The interesting thing is "serverless" batch processing. Amazon have essentially reinvented the 1970s mainframe batch processing business model, complete with charging for CPU usage. And made it fairly readily available for any developer anywhere.
Almost, does lambda track resource usage down to cpu cycles, heap usage, and network bandwidth? I've contemplated adding scripting language support for my BaaS project with this level of accounting, but from what I've determined, it would require creating a new language, or a new runtime for an existing language, or Lua. Lua's is simple and easier to modify from what I can tell. Unfortunately, no ones writing web apps in Lua, aside from the OpenResty guys.
The goal being the utility model of computing, pay for exactly the cycles you use, no more, no less. Off premise on demand. Like tap water.
They do, yes. Rounded up to the nearest 100ms, scaled for chosen RAM capacity: https://aws.amazon.com/lambda/pricing/ Note that this doesn't measure actual RAM use, although they do display it after lambda runs.
Data traffic is already measured and priced accordingly in AWS so that's not something new for Lambda.

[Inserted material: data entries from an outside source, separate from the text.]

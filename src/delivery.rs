//! Acknowledgment-gated delivery of inbound events into a sink.
//!
//! Every decoded message is buffered exactly once and then owned by a retry
//! ticket: a task that calls `insert_buffer_if_needed` until it succeeds and
//! only then acknowledges the message. Until that point the broker still
//! considers the message undelivered and will redeliver it after a crash.

use crate::sink::Sink;
use crate::stats::BridgeStats;
use crate::telemetry::{decode_event, SensorEvent};
use anyhow::Result;
use std::future::Future;
use std::sync::atomic::Ordering;
use std::sync::Arc;
use std::time::Duration;
use tokio::task::JoinSet;

/// Handle used to acknowledge one inbound message.
pub trait Acknowledge: Send + 'static {
    fn acknowledge(self) -> impl Future<Output = Result<()>> + Send;
}

pub struct DeliveryLoop<S: Sink> {
    sink: Arc<S>,
    retry_delay: Duration,
    stats: Arc<BridgeStats>,
    tickets: JoinSet<()>,
}

impl<S: Sink> DeliveryLoop<S> {
    pub fn new(sink: Arc<S>, retry_delay: Duration, stats: Arc<BridgeStats>) -> Self {
        Self {
            sink,
            retry_delay,
            stats,
            tickets: JoinSet::new(),
        }
    }

    /// Decodes and delivers one payload. Payloads that do not decode are
    /// acknowledged and dropped since redelivery cannot fix them.
    pub fn handle_payload<A: Acknowledge>(&mut self, topic: &str, payload: &mut [u8], ack: A) {
        self.reap();
        self.stats.events_received.fetch_add(1, Ordering::Relaxed);
        match decode_event(payload) {
            Ok(event) => self.handle_event(event, ack),
            Err(err) => {
                tracing::warn!(error = %err, topic = %topic, "discarding undecodable message");
                self.stats.events_discarded.fetch_add(1, Ordering::Relaxed);
                let stats = self.stats.clone();
                self.tickets.spawn(async move {
                    send_ack(ack, &stats).await;
                });
            }
        }
    }

    pub fn handle_event<A: Acknowledge>(&mut self, event: SensorEvent, ack: A) {
        self.reap();
        self.sink.buffer_event(&event);
        let ticket = RetryTicket {
            instance: event.instance,
            ack,
        };
        self.tickets.spawn(ticket.run(
            self.sink.clone(),
            self.retry_delay,
            self.stats.clone(),
        ));
    }

    /// Messages buffered or being discarded whose acknowledgment is still
    /// outstanding.
    pub fn pending(&self) -> usize {
        self.tickets.len()
    }

    fn reap(&mut self) {
        while let Some(res) = self.tickets.try_join_next() {
            if let Err(err) = res {
                if err.is_panic() {
                    tracing::error!(error = %err, "delivery task panicked");
                }
            }
        }
    }

    /// Aborts outstanding tickets. Their messages stay unacknowledged and are
    /// redelivered on the next session.
    pub async fn shutdown(mut self) {
        let pending = self.tickets.len();
        if pending > 0 {
            tracing::warn!(pending, "abandoning unacknowledged messages on shutdown");
        }
        self.tickets.shutdown().await;
    }

    #[cfg(test)]
    async fn drain(&mut self) {
        while self.tickets.join_next().await.is_some() {}
    }
}

/// One buffered, not yet acknowledged message.
struct RetryTicket<A> {
    instance: String,
    ack: A,
}

impl<A: Acknowledge> RetryTicket<A> {
    async fn run<S: Sink>(self, sink: Arc<S>, retry_delay: Duration, stats: Arc<BridgeStats>) {
        let mut attempt: u32 = 1;
        loop {
            match sink.insert_buffer_if_needed().await {
                Ok(()) => break,
                Err(err) => {
                    if attempt == 1 {
                        stats.pending_retries.fetch_add(1, Ordering::Relaxed);
                    }
                    tracing::warn!(
                        error = %err,
                        instance = %self.instance,
                        attempt,
                        retry_in_ms = retry_delay.as_millis() as u64,
                        "error writing to store; retrying"
                    );
                    tokio::time::sleep(retry_delay).await;
                    attempt += 1;
                }
            }
        }
        if attempt > 1 {
            stats.pending_retries.fetch_sub(1, Ordering::Relaxed);
            tracing::info!(instance = %self.instance, attempt, "store write succeeded after retry");
        }
        send_ack(self.ack, &stats).await;
    }
}

async fn send_ack<A: Acknowledge>(ack: A, stats: &BridgeStats) {
    match ack.acknowledge().await {
        Ok(()) => {
            stats.events_acked.fetch_add(1, Ordering::Relaxed);
        }
        Err(err) => {
            tracing::warn!(error = %err, "failed to acknowledge message; broker will redeliver");
        }
    }
}

#[cfg(test)]
mod tests {
    use super::*;
    use crate::sink::tests::{temperature_event, FakeWriter};
    use crate::sink::BufferedSink;
    use tokio::sync::mpsc;
    use tokio::time::Instant;

    struct ChannelAck {
        id: u32,
        tx: mpsc::UnboundedSender<(u32, Instant)>,
    }

    impl Acknowledge for ChannelAck {
        async fn acknowledge(self) -> Result<()> {
            self.tx.send((self.id, Instant::now()))?;
            Ok(())
        }
    }

    fn delivery(
        writer: FakeWriter,
        max_items: usize,
    ) -> (DeliveryLoop<BufferedSink<FakeWriter>>, Arc<BufferedSink<FakeWriter>>, Arc<BridgeStats>) {
        let stats = Arc::new(BridgeStats::new());
        let sink = Arc::new(BufferedSink::new(
            writer,
            max_items,
            Duration::from_secs(60),
            stats.clone(),
        ));
        let delivery = DeliveryLoop::new(sink.clone(), Duration::from_secs(10), stats.clone());
        (delivery, sink, stats)
    }

    #[tokio::test(start_paused = true)]
    async fn acknowledges_only_after_third_attempt() {
        let (mut delivery, sink, stats) = delivery(FakeWriter::failing(2), 1);
        let (tx, mut rx) = mpsc::unbounded_channel();
        let started = Instant::now();

        delivery.handle_event(temperature_event("a", 21.5), ChannelAck { id: 1, tx });
        delivery.drain().await;

        let (id, acked_at) = rx.recv().await.unwrap();
        assert_eq!(id, 1);
        assert!(acked_at - started >= Duration::from_secs(20));
        assert_eq!(sink.writer().write_calls.load(Ordering::SeqCst), 3);

        let written = sink.writer().written();
        assert_eq!(written.len(), 1);
        assert_eq!(written[0].len(), 1, "metric must not be buffered twice");
        assert_eq!(sink.buffered(), 0);
        assert_eq!(stats.events_acked.load(Ordering::Relaxed), 1);
        assert_eq!(stats.pending_retries.load(Ordering::Relaxed), 0);
    }

    #[tokio::test(start_paused = true)]
    async fn no_ack_while_store_is_down() {
        let (mut delivery, sink, _stats) = delivery(FakeWriter::failing(usize::MAX), 1);
        let (tx, mut rx) = mpsc::unbounded_channel();

        delivery.handle_event(temperature_event("a", 1.0), ChannelAck { id: 1, tx });
        tokio::time::sleep(Duration::from_secs(60)).await;

        assert!(rx.try_recv().is_err());
        assert_eq!(delivery.pending(), 1);
        assert_eq!(sink.buffered(), 1);
        delivery.shutdown().await;
    }

    #[tokio::test]
    async fn below_threshold_is_acknowledged_without_write() {
        let (mut delivery, sink, _stats) = delivery(FakeWriter::default(), 10);
        let (tx, mut rx) = mpsc::unbounded_channel();

        delivery.handle_event(temperature_event("a", 1.0), ChannelAck { id: 7, tx });
        delivery.drain().await;

        assert_eq!(rx.recv().await.unwrap().0, 7);
        assert_eq!(sink.buffered(), 1);
        assert!(sink.writer().written().is_empty());
    }

    #[tokio::test]
    async fn undecodable_payload_is_acknowledged_and_dropped() {
        let (mut delivery, sink, stats) = delivery(FakeWriter::default(), 1);
        let (tx, mut rx) = mpsc::unbounded_channel();

        let mut payload = b"{not json".to_vec();
        delivery.handle_payload("/sensor/a/t/state", &mut payload, ChannelAck { id: 3, tx });
        delivery.drain().await;

        assert_eq!(rx.recv().await.unwrap().0, 3);
        assert_eq!(sink.buffered(), 0);
        assert_eq!(sink.writer().write_calls.load(Ordering::SeqCst), 0);
        assert_eq!(stats.events_discarded.load(Ordering::Relaxed), 1);
    }

    #[tokio::test]
    async fn finished_discard_acks_are_reaped() {
        let (mut delivery, _sink, _stats) = delivery(FakeWriter::default(), 1);
        let (tx, mut rx) = mpsc::unbounded_channel();

        for id in 0..3 {
            let mut payload = b"garbage".to_vec();
            delivery.handle_payload("/sensor/a/t/state", &mut payload, ChannelAck { id, tx: tx.clone() });
        }
        for _ in 0..3 {
            rx.recv().await.unwrap();
        }
        tokio::task::yield_now().await;

        let mut payload = b"garbage".to_vec();
        delivery.handle_payload("/sensor/a/t/state", &mut payload, ChannelAck { id: 3, tx });
        assert_eq!(delivery.pending(), 1);
        delivery.drain().await;
        assert_eq!(delivery.pending(), 0);
    }

    #[tokio::test(start_paused = true)]
    async fn later_events_are_buffered_while_a_retry_is_pending() {
        let (mut delivery, sink, _stats) = delivery(FakeWriter::failing(1), 1);
        let (tx, mut rx) = mpsc::unbounded_channel();

        delivery.handle_event(
            temperature_event("a", 1.0),
            ChannelAck { id: 1, tx: tx.clone() },
        );
        tokio::time::sleep(Duration::from_secs(1)).await;
        delivery.handle_event(temperature_event("b", 2.0), ChannelAck { id: 2, tx });
        delivery.drain().await;

        let mut acked = vec![rx.recv().await.unwrap().0, rx.recv().await.unwrap().0];
        acked.sort();
        assert_eq!(acked, vec![1, 2]);

        let written: Vec<f64> = sink
            .writer()
            .written()
            .into_iter()
            .flatten()
            .map(|m| m.value)
            .collect();
        assert_eq!(written, vec![1.0, 2.0]);
        assert_eq!(sink.buffered(), 0);
    }
}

That's not exactly what marktt was asking. For example, calling sleep (explicitly or implicitly while waiting on network input) would not incur much CPU cost under marktt's accounting method but does incur wall clock charge under Lambda.
(It's totally understandable and fair that it does; it's just different than what he asked.)
One could think of Lambda as charging for (A * network bandwidth + B * RAM usage * wall clock time + C * CPU time + D * Disk IO) where C and D are both zero.
From a capacity planning perspective, your goal should be 100% cpu utilization per box. Allocating excessive, unutilized wall clock time is wasted capacity. Same applies for ram/heap per call. These are the same considerations that played out in client/server vs mainframes for so many years.
Mainframe budgeting of cycles, memory, an IO was highly effective and efficiently utilizing resources. It's a model of computation that has disappeared, but is still relevant. When google app engine first came I had hoped it would utilize this model, but instead went the containerization route.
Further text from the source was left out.